EXERCISE PROMPT =
Return only those lines of the listing in which "entry" appears.

SUPPLIED DATA =
........

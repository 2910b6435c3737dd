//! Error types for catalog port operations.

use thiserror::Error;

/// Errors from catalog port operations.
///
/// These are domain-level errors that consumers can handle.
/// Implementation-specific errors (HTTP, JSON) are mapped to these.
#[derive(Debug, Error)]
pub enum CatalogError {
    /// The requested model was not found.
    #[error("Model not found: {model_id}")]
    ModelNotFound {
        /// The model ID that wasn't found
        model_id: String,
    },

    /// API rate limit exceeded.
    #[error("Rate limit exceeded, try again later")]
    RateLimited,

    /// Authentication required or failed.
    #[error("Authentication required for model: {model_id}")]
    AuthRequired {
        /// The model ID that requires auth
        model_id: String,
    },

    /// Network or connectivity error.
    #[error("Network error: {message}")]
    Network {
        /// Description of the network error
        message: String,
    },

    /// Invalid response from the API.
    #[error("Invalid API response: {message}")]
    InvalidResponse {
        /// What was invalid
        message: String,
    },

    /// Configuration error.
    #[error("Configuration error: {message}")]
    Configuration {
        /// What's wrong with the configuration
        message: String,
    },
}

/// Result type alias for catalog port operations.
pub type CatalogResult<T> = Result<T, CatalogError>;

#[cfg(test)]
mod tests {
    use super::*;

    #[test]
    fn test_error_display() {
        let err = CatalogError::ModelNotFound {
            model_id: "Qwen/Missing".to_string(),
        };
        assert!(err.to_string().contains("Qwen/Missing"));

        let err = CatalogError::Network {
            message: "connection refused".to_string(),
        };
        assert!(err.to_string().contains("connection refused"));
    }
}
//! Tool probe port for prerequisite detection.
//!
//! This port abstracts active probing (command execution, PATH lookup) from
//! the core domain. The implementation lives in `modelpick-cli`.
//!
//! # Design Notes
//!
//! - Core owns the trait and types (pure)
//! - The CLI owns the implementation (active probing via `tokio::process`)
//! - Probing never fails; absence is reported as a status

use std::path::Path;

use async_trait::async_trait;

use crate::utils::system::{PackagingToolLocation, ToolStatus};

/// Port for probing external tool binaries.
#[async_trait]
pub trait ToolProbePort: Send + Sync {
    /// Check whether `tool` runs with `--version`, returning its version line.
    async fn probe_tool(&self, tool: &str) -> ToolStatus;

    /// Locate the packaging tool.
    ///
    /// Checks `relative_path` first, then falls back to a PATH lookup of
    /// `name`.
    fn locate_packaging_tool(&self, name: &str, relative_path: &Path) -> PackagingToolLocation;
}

........

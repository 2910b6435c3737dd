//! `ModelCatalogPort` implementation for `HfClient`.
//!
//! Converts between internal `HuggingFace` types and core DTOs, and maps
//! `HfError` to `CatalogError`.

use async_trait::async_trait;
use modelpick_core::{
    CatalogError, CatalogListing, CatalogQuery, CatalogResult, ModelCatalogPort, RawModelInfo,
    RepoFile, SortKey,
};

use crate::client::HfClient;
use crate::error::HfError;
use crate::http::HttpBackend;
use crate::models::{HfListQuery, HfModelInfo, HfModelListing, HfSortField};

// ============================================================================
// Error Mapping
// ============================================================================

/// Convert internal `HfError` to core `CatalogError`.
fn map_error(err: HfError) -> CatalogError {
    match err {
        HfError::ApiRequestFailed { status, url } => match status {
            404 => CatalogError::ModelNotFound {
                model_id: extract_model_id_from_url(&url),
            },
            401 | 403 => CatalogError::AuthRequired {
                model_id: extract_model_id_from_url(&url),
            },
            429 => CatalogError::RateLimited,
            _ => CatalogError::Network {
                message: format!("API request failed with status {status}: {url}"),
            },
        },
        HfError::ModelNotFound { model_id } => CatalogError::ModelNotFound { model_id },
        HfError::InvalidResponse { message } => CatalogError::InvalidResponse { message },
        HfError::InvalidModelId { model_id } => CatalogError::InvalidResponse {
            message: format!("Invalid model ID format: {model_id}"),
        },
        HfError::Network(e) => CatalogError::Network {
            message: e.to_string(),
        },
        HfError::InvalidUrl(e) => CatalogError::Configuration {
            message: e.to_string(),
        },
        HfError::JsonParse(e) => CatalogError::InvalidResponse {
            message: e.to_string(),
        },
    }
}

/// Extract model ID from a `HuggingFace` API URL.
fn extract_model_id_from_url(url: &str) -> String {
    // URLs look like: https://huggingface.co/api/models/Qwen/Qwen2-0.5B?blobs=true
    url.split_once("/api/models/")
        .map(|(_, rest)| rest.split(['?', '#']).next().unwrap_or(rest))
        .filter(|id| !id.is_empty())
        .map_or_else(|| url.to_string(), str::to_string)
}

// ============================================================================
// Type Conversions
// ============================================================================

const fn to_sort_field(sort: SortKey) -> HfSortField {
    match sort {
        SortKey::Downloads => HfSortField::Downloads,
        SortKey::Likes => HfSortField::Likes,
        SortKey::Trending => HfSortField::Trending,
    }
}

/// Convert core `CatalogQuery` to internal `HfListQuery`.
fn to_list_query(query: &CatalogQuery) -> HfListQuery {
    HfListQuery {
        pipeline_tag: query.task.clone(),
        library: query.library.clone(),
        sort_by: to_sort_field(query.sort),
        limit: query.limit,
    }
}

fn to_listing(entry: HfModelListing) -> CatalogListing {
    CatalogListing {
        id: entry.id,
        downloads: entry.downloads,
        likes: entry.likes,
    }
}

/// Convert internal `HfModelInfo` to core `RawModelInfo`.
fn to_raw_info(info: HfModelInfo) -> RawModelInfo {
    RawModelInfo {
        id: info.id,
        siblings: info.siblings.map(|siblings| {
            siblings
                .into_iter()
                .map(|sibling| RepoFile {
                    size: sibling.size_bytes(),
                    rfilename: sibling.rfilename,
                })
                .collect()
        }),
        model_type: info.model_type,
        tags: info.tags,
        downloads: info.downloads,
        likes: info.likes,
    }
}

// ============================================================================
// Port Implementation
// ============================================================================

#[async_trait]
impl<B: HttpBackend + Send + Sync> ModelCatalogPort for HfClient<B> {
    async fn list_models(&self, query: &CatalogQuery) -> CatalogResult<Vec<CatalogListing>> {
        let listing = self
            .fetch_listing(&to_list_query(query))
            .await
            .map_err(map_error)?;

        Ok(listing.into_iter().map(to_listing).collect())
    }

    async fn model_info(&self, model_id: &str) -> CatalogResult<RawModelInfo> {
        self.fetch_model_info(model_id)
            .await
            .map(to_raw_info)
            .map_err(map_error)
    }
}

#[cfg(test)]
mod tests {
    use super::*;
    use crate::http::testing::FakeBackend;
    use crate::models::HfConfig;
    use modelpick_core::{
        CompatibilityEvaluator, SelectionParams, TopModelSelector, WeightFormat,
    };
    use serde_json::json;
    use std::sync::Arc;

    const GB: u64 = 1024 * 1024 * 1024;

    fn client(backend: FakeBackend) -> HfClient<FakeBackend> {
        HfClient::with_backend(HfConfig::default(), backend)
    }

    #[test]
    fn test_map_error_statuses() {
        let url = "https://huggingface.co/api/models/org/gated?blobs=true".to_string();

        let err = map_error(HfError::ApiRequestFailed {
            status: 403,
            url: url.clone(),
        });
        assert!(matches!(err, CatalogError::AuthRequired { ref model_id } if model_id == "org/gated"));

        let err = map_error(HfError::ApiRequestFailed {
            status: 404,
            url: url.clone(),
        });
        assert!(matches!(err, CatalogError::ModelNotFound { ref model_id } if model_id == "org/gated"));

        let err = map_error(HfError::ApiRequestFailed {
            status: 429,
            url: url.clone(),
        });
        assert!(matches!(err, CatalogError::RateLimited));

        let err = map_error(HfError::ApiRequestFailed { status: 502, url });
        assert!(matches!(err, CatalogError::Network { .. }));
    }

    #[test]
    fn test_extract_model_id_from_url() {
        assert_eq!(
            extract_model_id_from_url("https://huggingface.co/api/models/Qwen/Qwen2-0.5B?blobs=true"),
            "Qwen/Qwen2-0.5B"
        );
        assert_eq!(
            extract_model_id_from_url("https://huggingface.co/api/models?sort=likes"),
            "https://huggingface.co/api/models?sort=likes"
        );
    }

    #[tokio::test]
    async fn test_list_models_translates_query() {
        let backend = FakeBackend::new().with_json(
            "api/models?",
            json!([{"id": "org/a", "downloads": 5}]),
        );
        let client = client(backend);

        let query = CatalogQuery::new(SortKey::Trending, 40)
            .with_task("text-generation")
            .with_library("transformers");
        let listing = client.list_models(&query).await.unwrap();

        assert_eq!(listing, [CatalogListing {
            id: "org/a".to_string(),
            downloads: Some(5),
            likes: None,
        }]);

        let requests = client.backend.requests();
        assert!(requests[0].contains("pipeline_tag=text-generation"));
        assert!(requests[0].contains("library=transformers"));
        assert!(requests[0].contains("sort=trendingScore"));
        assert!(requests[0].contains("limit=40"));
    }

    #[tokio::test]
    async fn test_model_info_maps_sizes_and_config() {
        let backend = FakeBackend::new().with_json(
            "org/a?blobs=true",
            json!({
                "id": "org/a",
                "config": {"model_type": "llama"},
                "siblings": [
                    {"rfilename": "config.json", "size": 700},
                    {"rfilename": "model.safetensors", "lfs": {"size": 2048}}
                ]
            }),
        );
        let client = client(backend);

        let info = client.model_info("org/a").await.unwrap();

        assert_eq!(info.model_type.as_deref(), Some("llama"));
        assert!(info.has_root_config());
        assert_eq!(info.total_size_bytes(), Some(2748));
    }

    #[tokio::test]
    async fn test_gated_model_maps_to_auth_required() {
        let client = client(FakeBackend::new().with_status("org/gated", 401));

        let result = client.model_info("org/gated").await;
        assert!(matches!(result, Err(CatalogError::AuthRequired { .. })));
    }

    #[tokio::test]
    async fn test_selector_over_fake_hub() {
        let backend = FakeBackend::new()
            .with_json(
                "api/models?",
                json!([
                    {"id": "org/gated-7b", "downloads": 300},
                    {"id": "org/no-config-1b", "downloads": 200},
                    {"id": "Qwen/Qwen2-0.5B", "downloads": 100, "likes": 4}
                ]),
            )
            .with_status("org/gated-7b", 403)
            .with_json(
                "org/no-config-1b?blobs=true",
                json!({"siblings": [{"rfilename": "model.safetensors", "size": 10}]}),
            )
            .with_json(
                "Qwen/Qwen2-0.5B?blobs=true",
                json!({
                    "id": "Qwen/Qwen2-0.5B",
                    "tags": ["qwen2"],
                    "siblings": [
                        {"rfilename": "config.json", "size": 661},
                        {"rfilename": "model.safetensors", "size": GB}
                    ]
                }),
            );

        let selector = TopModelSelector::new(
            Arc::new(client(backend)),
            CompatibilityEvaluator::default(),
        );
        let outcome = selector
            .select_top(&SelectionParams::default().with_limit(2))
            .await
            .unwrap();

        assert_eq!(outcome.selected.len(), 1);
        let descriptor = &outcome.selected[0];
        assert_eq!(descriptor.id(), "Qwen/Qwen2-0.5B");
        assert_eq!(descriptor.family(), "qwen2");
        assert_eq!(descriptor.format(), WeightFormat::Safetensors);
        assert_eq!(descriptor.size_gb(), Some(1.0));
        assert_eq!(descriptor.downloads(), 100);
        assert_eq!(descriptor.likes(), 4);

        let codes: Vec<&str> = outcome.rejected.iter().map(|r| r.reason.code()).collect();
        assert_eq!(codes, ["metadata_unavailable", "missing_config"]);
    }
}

........

ANSWER FOR THE TASK =
fn to_listing(entry: HfModelListing) -> CatalogListing {
        id: entry.id,
        downloads: entry.downloads,
        likes: entry.likes,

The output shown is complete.